Beginning with the first line of the data below, reproduce every line unchanged, ending with the line that holds "a phrase to".

============================================================

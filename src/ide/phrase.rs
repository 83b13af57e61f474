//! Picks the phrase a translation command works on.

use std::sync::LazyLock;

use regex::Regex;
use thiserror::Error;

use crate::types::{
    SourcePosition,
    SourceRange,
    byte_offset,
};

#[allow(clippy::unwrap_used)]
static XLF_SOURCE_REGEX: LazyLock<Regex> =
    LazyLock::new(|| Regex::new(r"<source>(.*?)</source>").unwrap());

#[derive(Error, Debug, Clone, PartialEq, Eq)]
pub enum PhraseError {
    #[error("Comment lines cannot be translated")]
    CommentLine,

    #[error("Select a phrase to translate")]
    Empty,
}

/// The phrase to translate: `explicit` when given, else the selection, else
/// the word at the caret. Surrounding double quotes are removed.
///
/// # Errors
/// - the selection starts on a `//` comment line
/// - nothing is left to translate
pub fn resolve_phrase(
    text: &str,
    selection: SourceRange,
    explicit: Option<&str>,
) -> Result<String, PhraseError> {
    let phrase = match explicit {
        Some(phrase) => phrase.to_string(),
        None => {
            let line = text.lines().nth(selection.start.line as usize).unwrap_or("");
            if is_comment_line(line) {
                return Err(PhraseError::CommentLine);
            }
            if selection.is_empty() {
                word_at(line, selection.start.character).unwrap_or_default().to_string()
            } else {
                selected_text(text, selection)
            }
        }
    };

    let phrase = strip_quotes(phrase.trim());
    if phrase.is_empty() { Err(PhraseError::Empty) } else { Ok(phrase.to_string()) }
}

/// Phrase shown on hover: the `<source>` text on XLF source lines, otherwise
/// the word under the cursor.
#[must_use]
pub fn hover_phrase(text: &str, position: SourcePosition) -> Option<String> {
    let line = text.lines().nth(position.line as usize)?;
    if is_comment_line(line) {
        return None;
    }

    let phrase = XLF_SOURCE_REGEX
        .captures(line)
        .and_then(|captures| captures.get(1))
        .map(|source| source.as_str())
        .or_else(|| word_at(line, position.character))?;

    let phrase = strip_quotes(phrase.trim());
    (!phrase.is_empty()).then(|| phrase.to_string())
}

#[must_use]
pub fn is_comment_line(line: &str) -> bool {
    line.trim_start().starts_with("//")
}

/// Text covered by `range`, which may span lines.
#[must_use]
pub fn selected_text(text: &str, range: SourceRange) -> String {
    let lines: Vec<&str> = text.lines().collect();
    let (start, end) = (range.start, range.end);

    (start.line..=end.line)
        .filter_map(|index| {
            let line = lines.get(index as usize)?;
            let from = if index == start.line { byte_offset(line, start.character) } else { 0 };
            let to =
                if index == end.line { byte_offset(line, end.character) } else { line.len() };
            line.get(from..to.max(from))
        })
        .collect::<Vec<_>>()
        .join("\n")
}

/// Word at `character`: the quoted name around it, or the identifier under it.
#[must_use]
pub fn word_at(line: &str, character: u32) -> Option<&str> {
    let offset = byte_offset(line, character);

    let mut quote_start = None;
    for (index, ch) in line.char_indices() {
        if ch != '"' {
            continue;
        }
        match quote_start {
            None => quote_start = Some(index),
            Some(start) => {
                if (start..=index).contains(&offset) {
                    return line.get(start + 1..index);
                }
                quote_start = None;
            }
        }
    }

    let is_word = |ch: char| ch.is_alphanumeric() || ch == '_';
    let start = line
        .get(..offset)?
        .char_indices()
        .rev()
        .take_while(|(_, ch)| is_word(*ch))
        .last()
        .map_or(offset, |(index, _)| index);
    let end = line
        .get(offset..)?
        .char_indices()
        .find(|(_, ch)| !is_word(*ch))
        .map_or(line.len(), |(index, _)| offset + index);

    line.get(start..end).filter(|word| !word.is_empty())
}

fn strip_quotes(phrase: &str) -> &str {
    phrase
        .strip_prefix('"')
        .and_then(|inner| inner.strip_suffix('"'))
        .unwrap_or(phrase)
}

============================================================

RESPONSE TO THIS EXERCISE |
filename src/ide/phrase.rs
repository 83b13af57e61f474
//! Picks the phrase a translation command works on.

use std::sync::LazyLock;

use regex::Regex;
use thiserror::Error;

use crate::types::{
    SourcePosition,
    SourceRange,
    byte_offset,
};

#[allow(clippy::unwrap_used)]
static XLF_SOURCE_REGEX: LazyLock<Regex> =
    LazyLock::new(|| Regex::new(r"<source>(.*?)</source>").unwrap());

#[derive(Error, Debug, Clone, PartialEq, Eq)]
pub enum PhraseError {
    #[error("Comment lines cannot be translated")]
    CommentLine,

    #[error("Select a phrase to translate")]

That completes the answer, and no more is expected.